_What to work on:_ With "join" as the search word, show every line of the material that has it.

_Information:_
-- -- --
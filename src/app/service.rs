//! Orchestration of the listing, enrichment and download stages
//!
//! [`DownloadService`] composes the four capabilities by constructor
//! injection. Retries live in the downloader only; every entry point here
//! is a straight pipeline returning one summarizing result.

use std::sync::Arc;

use tracing::{info, warn};

use crate::app::models::Item;
use crate::app::traits::{Downloader, ItemScraper, ItemStore};
use crate::errors::{AppError, Result};

/// Pipeline over a scraper, a store and a downloader
#[derive(Clone)]
pub struct DownloadService {
    scraper: Arc<dyn ItemScraper>,
    store: Arc<dyn ItemStore>,
    downloader: Arc<dyn Downloader>,
}

impl DownloadService {
    /// Compose a service from its capabilities
    pub fn new(
        scraper: Arc<dyn ItemScraper>,
        store: Arc<dyn ItemStore>,
        downloader: Arc<dyn Downloader>,
    ) -> Self {
        Self {
            scraper,
            store,
            downloader,
        }
    }

    /// The downloader, e.g. to register a progress callback
    pub fn downloader(&self) -> &Arc<dyn Downloader> {
        &self.downloader
    }

    /// Download every clip that is not already present
    ///
    /// Items whose enrichment fails are logged and dropped.
    ///
    /// # Errors
    ///
    /// Returns `AppError` if:
    /// - Listing fails or yields no items
    /// - No item is valid after enrichment
    /// - The batch reports a failure (the first collected one)
    pub async fn download_all(&self, base_url: &str) -> Result<()> {
        let items = self.scraper.list(base_url).await?;
        if items.is_empty() {
            return Err(AppError::NoItemsListed);
        }

        let mut valid = Vec::with_capacity(items.len());
        for mut item in items {
            if let Err(e) = self.scraper.enrich(&mut item).await {
                warn!(title = %item.title, error = %e, "Enrichment failed, skipping");
                continue;
            }
            if item.is_valid() {
                valid.push(item);
            } else {
                warn!(title = %item.title, "No download link, skipping");
            }
        }

        if valid.is_empty() {
            return Err(AppError::NoValidItems);
        }

        let pending = self.missing(valid).await;
        if pending.is_empty() {
            info!("All clips are already downloaded");
            return Ok(());
        }

        info!("Downloading {} new clips", pending.len());
        self.downloader.download_batch(pending).await?;
        Ok(())
    }

    /// List clips not yet downloaded; never downloads or enriches
    ///
    /// # Errors
    ///
    /// Returns `AppError::Scrape` if listing fails
    pub async fn check_for_new(&self, base_url: &str) -> Result<Vec<Item>> {
        let items = self.scraper.list(base_url).await?;
        let new_items = self.missing(items).await;

        info!(new = new_items.len(), "Check finished");
        Ok(new_items)
    }

    /// Download the clip whose title equals `title` exactly
    ///
    /// # Errors
    ///
    /// Returns `AppError` if:
    /// - Listing fails
    /// - No listed clip has that title (`ItemNotFound`)
    /// - Enrichment fails or leaves the clip invalid (`InvalidItem`)
    /// - The download fails
    pub async fn download_specific(&self, base_url: &str, title: &str) -> Result<()> {
        let items = self.scraper.list(base_url).await?;

        let mut item = items
            .into_iter()
            .find(|item| item.title == title)
            .ok_or_else(|| AppError::ItemNotFound {
                title: title.to_string(),
            })?;

        self.scraper.enrich(&mut item).await?;
        if !item.is_valid() {
            return Err(AppError::InvalidItem { title: item.title });
        }

        if self.store.exists(item.filename()).await {
            info!(title = %item.title, "Clip already downloaded");
            return Ok(());
        }

        self.downloader.download(&item).await?;
        Ok(())
    }

    async fn missing(&self, items: Vec<Item>) -> Vec<Item> {
        let mut missing = Vec::with_capacity(items.len());
        for item in items {
            if !self.store.exists(item.filename()).await {
                missing.push(item);
            }
        }
        missing
    }
}

#[cfg(test)]
mod tests {
    use super::*;
    use crate::app::traits::ProgressCallback;
    use crate::errors::{
        DownloadError, DownloadResult, ResolverError, ScrapeError, ScrapeResult, StorageResult,
    };
    use async_trait::async_trait;
    use std::collections::HashSet;
    use std::path::{Path, PathBuf};
    use std::sync::Mutex;

    struct FakeScraper {
        titles: Vec<&'static str>,
        links: Vec<(&'static str, &'static str)>,
        failing: Vec<&'static str>,
    }

    #[async_trait]
    impl ItemScraper for FakeScraper {
        async fn list(&self, _base_url: &str) -> ScrapeResult<Vec<Item>> {
            Ok(self
                .titles
                .iter()
                .map(|t| Item::new(*t, *t, format!("https://site/{}", t), None))
                .collect())
        }

        async fn enrich(&self, item: &mut Item) -> ScrapeResult<()> {
            if self.failing.contains(&item.title.as_str()) {
                return Err(ScrapeError::Resolver(ResolverError::ServerError { status: 500 }));
            }
            if let Some((_, url)) = self.links.iter().find(|(t, _)| *t == item.title) {
                item.download_url = url.to_string();
            }
            Ok(())
        }
    }

    #[derive(Default)]
    struct FakeStore {
        present: HashSet<String>,
    }

    #[async_trait]
    impl ItemStore for FakeStore {
        async fn exists(&self, filename: &str) -> bool {
            self.present.contains(filename)
        }

        fn output_directory(&self) -> &Path {
            Path::new("/fake")
        }

        async fn ensure_directory(&self, item: &Item) -> StorageResult<PathBuf> {
            Ok(PathBuf::from("/fake").join(item.bucket()))
        }

        fn file_path(&self, item: &Item) -> PathBuf {
            PathBuf::from("/fake").join(item.bucket()).join(item.filename())
        }
    }

    #[derive(Default)]
    struct RecordingDownloader {
        single: Mutex<Vec<String>>,
        batches: Mutex<Vec<Vec<String>>>,
    }

    #[async_trait]
    impl Downloader for RecordingDownloader {
        async fn download(&self, item: &Item) -> DownloadResult<()> {
            self.single.lock().unwrap().push(item.title.clone());
            Ok(())
        }

        async fn download_batch(&self, items: Vec<Item>) -> DownloadResult<()> {
            let titles = items.into_iter().map(|i| i.title).collect();
            self.batches.lock().unwrap().push(titles);
            Ok(())
        }

        fn set_progress_callback(&self, _callback: ProgressCallback) {}
    }

    struct FailingDownloader;

    #[async_trait]
    impl Downloader for FailingDownloader {
        async fn download(&self, _item: &Item) -> DownloadResult<()> {
            Err(DownloadError::ServerError { status: 500 })
        }

        async fn download_batch(&self, _items: Vec<Item>) -> DownloadResult<()> {
            Err(DownloadError::ServerError { status: 503 })
        }

        fn set_progress_callback(&self, _callback: ProgressCallback) {}
    }

    fn scraper(titles: Vec<&'static str>, links: Vec<(&'static str, &'static str)>) -> FakeScraper {
        FakeScraper {
            titles,
            links,
            failing: Vec::new(),
        }
    }

    fn service(
        scraper: FakeScraper,
        store: FakeStore,
        downloader: Arc<RecordingDownloader>,
    ) -> DownloadService {
        DownloadService::new(Arc::new(scraper), Arc::new(store), downloader)
    }

    #[tokio::test]
    async fn test_download_all_batches_valid_missing_items() {
        let downloader = Arc::new(RecordingDownloader::default());
        let mut scraper = scraper(
            vec!["Canção A 2023", "Canção B", "Canção C", "Canção D"],
            vec![
                ("Canção A 2023", "https://cdn/a.mp3"),
                ("Canção C", "https://cdn/c.mp3"),
                ("Canção D", "https://cdn/d.mp3"),
            ],
        );
        scraper.failing.push("Canção D");
        let store = FakeStore {
            present: HashSet::from(["Cancao_C.mp3".to_string()]),
        };

        service(scraper, store, downloader.clone())
            .download_all("https://site")
            .await
            .unwrap();

        let batches = downloader.batches.lock().unwrap();
        assert_eq!(batches.as_slice(), &[vec!["Canção A 2023".to_string()]]);
    }

    #[tokio::test]
    async fn test_download_all_empty_listing_is_error() {
        let downloader = Arc::new(RecordingDownloader::default());
        let result = service(scraper(vec![], vec![]), FakeStore::default(), downloader)
            .download_all("https://site")
            .await;

        assert!(matches!(result, Err(AppError::NoItemsListed)));
    }

    #[tokio::test]
    async fn test_download_all_without_valid_items_is_error() {
        let downloader = Arc::new(RecordingDownloader::default());
        let result = service(
            scraper(vec!["Canção B"], vec![]),
            FakeStore::default(),
            downloader.clone(),
        )
        .download_all("https://site")
        .await;

        assert!(matches!(result, Err(AppError::NoValidItems)));
        assert!(downloader.batches.lock().unwrap().is_empty());
    }

    #[tokio::test]
    async fn test_download_all_everything_present_is_noop() {
        let downloader = Arc::new(RecordingDownloader::default());
        let store = FakeStore {
            present: HashSet::from(["Cancao_A.mp3".to_string()]),
        };

        service(
            scraper(vec!["Canção A"], vec![("Canção A", "https://cdn/a.mp3")]),
            store,
            downloader.clone(),
        )
        .download_all("https://site")
        .await
        .unwrap();

        assert!(downloader.batches.lock().unwrap().is_empty());
    }

    #[tokio::test]
    async fn test_download_all_surfaces_batch_failure() {
        let service = DownloadService::new(
            Arc::new(scraper(vec!["Canção A"], vec![("Canção A", "https://cdn/a.mp3")])),
            Arc::new(FakeStore::default()),
            Arc::new(FailingDownloader),
        );

        let result = service.download_all("https://site").await;
        assert!(matches!(
            result,
            Err(AppError::Download(DownloadError::ServerError { status: 503 }))
        ));
    }

    #[tokio::test]
    async fn test_check_for_new_filters_existing_without_enrichment() {
        let downloader = Arc::new(RecordingDownloader::default());
        let mut scraper = scraper(vec!["Canção A", "Canção B"], vec![]);
        // Enrichment would fail for every item; check must not call it
        scraper.failing = vec!["Canção A", "Canção B"];
        let store = FakeStore {
            present: HashSet::from(["Cancao_A.mp3".to_string()]),
        };

        let new_items = service(scraper, store, downloader.clone())
            .check_for_new("https://site")
            .await
            .unwrap();

        assert_eq!(new_items.len(), 1);
        assert_eq!(new_items[0].title, "Canção B");
        assert!(new_items[0].download_url.is_empty());
        assert!(downloader.batches.lock().unwrap().is_empty());
    }

    #[tokio::test]
    async fn test_download_specific_matches_title_exactly() {
        let downloader = Arc::new(RecordingDownloader::default());
        let svc = service(
            scraper(vec!["Canção A"], vec![("Canção A", "https://cdn/a.mp3")]),
            FakeStore::default(),
            downloader.clone(),
        );

        let result = svc.download_specific("https://site", "canção a").await;
        assert!(matches!(result, Err(AppError::ItemNotFound { .. })));

        svc.download_specific("https://site", "Canção A").await.unwrap();
        assert_eq!(downloader.single.lock().unwrap().as_slice(), &["Canção A".to_string()]);
    }

    #[tokio::test]
    async fn test_download_specific_invalid_item() {
        let downloader = Arc::new(RecordingDownloader::default());
        let result = service(
            scraper(vec!["Canção B"], vec![]),
            FakeStore::default(),
            downloader.clone(),
        )
        .download_specific("https://site", "Canção B")
        .await;

        assert!(matches!(result, Err(AppError::InvalidItem { .. })));
        assert!(downloader.single.lock().unwrap().is_empty());
    }

    #[tokio::test]
    async fn test_download_specific_existing_is_noop() {
        let downloader = Arc::new(RecordingDownloader::default());
        let store = FakeStore {
            present: HashSet::from(["Cancao_A.mp3".to_string()]),
        };

        service(
            scraper(vec!["Canção A"], vec![("Canção A", "https://cdn/a.mp3")]),
            store,
            downloader.clone(),
        )
        .download_specific("https://site", "Canção A")
        .await
        .unwrap();

        assert!(downloader.single.lock().unwrap().is_empty());
    }
}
-- -- --
_Task solution:_
            Ok(PathBuf::from("/fake").join(item.bucket()))
            PathBuf::from("/fake").join(item.bucket()).join(item.filename())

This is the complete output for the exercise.